In 1945, Jewel Hilburn, and her husband Leston, are living in poverty in rural Mississippi, and raising their four children: Raylene, Burton, Wilman, and Annie. All four children were nannied by Jewel's friend and housekeeper, Cathedral. Leston makes a living pulling out pine stumps for the war effort. Cathedral's husband, Nelson, and their sons, Sepulchur and Temple, all work for Leston.

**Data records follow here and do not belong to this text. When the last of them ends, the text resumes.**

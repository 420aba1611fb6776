//! Drives simulated requests through a probe, then prints the metrics the
//! tracing observer recorded.

use std::collections::BTreeMap;
use std::net::SocketAddr;
use std::sync::Arc;
use std::thread;
use std::time::Duration;

use anyhow::{anyhow, Context};
use bytes::Bytes;
use clap::Parser;
use http::{Method, StatusCode};
use metrics_exporter_prometheus::PrometheusBuilder;
use reqprobe_core::{Completion, HookList, Operation, Payload, RequestContext};
use reqprobe_server::logging::{init_logging, LoggingConfig};
use reqprobe_server::{
    Probe, ProbeBuilder, StderrObserver, TracingObserver, TracingObserverConfig,
};
use serde::Serialize;
use uuid::Uuid;

#[derive(Debug, Parser)]
#[command(name = "probe-demo", about = "Simulated request traffic through a reqprobe pipeline")]
struct Args {
    /// Number of simulated requests.
    #[arg(long, env = "PROBE_DEMO_REQUESTS", default_value_t = 200)]
    requests: usize,
    /// Number of producer threads.
    #[arg(long, env = "PROBE_DEMO_WORKERS", default_value_t = 4)]
    workers: usize,
    /// Deliver on the request threads instead of a background thread.
    #[arg(long)]
    sync: bool,
    /// Log as JSON.
    #[arg(long, env = "PROBE_DEMO_JSON")]
    json: bool,
    /// Fail every Nth request; 0 disables failures.
    #[arg(long, default_value_t = 7)]
    fail_every: usize,
    /// Also print every record to stderr.
    #[arg(long)]
    stderr: bool,
    /// Application setting reported at startup, as KEY=VALUE. Repeatable.
    #[arg(long = "setting", value_parser = parse_setting)]
    settings: Vec<(String, String)>,
}

fn parse_setting(raw: &str) -> Result<(String, String), String> {
    raw.split_once('=')
        .map(|(key, value)| (key.trim().to_string(), value.to_string()))
        .filter(|(key, _)| !key.is_empty())
        .ok_or_else(|| format!("expected KEY=VALUE, got {raw:?}"))
}

#[derive(Debug, Clone, Copy)]
enum DemoOp {
    ListPets,
    GetPet,
    CreatePet,
}

impl Operation for DemoOp {
    fn name(&self) -> &'static str {
        match self {
            Self::ListPets => "LIST_PETS",
            Self::GetPet => "GET_PET",
            Self::CreatePet => "CREATE_PET",
        }
    }
}

#[derive(Debug, Serialize)]
struct Pet {
    id: u64,
    name: String,
}

fn simulate_request(probe: &Probe<DemoOp>, index: usize, fail_every: usize) -> anyhow::Result<()> {
    let op = match index % 3 {
        0 => DemoOp::ListPets,
        1 => DemoOp::GetPet,
        _ => DemoOp::CreatePet,
    };
    let (method, uri) = match op {
        DemoOp::ListPets => (Method::GET, "/pets".to_string()),
        DemoOp::GetPet => (Method::GET, format!("/pets/{index}")),
        DemoOp::CreatePet => (Method::POST, "/pets".to_string()),
    };
    let port = u16::try_from(40_000 + index % 20_000).unwrap_or(40_000);
    let hooks = Arc::new(HookList::new());
    let ctx = Arc::new(
        RequestContext::builder(method, uri)
            .request_id(Uuid::new_v4().to_string())
            .remote_addr(SocketAddr::from(([127, 0, 0, 1], port)))
            .hooks(hooks.clone())
            .build(),
    );

    probe.attach_to(&ctx, op);
    probe.on_enter_handler(op, &ctx, "PetHandler");

    let pet = Pet {
        id: u64::try_from(index)?,
        name: format!("pet-{index}"),
    };
    if let DemoOp::CreatePet = op {
        let body = Bytes::from(serde_json::to_vec(&pet).context("encoding request body")?);
        probe.on_before_payload_read_shared(op, &ctx, "PetHandler", body);
        probe.on_after_payload_read(op, &ctx, "PetHandler", Some(Arc::new(pet) as Payload));
    }

    thread::sleep(Duration::from_millis(u64::try_from(index % 5)?));
    probe.on_metric(op, &ctx, "rows", i64::try_from(index % 17)?);

    if fail_every > 0 && index % fail_every == fail_every - 1 {
        hooks.fire_end(&Completion::failed(
            StatusCode::INTERNAL_SERVER_ERROR,
            anyhow!("simulated storage failure for request {index}"),
        ));
        return Ok(());
    }

    probe.on_before_send_response(op, &ctx, None);
    hooks.fire_body_end(StatusCode::OK);
    hooks.fire_end(&Completion::ok(StatusCode::OK));
    Ok(())
}

fn main() -> anyhow::Result<()> {
    let args = Args::parse();

    if let Err(err) = init_logging(&LoggingConfig {
        json: args.json,
        ..LoggingConfig::default()
    }) {
        eprintln!("probe-demo: {err}");
    }
    let metrics = PrometheusBuilder::new()
        .install_recorder()
        .context("installing metrics recorder")?;

    let settings: BTreeMap<String, String> = args.settings.iter().cloned().collect();
    let mut builder = ProbeBuilder::<DemoOp>::new().with_observer(TracingObserver::new(
        TracingObserverConfig {
            settings,
            ..TracingObserverConfig::default()
        },
    ));
    if args.stderr {
        builder = builder.with_observer(StderrObserver::new());
    }
    if !args.sync {
        builder = builder.async_delivery();
    }
    let probe = builder.build()?;

    probe.on_startup();
    probe.on_launched("probe-demo", Uuid::new_v4().to_string());

    let workers = args.workers.max(1);
    let handles: Vec<_> = (0..workers)
        .map(|worker| {
            let probe = probe.clone();
            let (requests, fail_every) = (args.requests, args.fail_every);
            thread::Builder::new()
                .name(format!("demo-worker-{worker}"))
                .spawn(move || -> anyhow::Result<()> {
                    for index in (worker..requests).step_by(workers) {
                        simulate_request(&probe, index, fail_every)?;
                    }
                    Ok(())
                })
        })
        .collect::<Result<_, _>>()
        .context("spawning demo workers")?;

    for handle in handles {
        handle
            .join()
            .map_err(|_| anyhow!("demo worker panicked"))??;
    }

    probe.on_shutdown();
    probe.shutdown();
    println!("{}", metrics.render());
    Ok(())
}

The Hilburns discover that Jewel is pregnant, and decide it will be their last child. Cathedral has a premonition and warns Jewel that the child will bring hardship and test her, but that it is God's way of smiling down on Jewel. The Hilburns name the baby girl Brenda Kay. In time it becomes obvious that Brenda is developing much slower than other children. At six months old, she lies very still, when other children her age are able to roll over.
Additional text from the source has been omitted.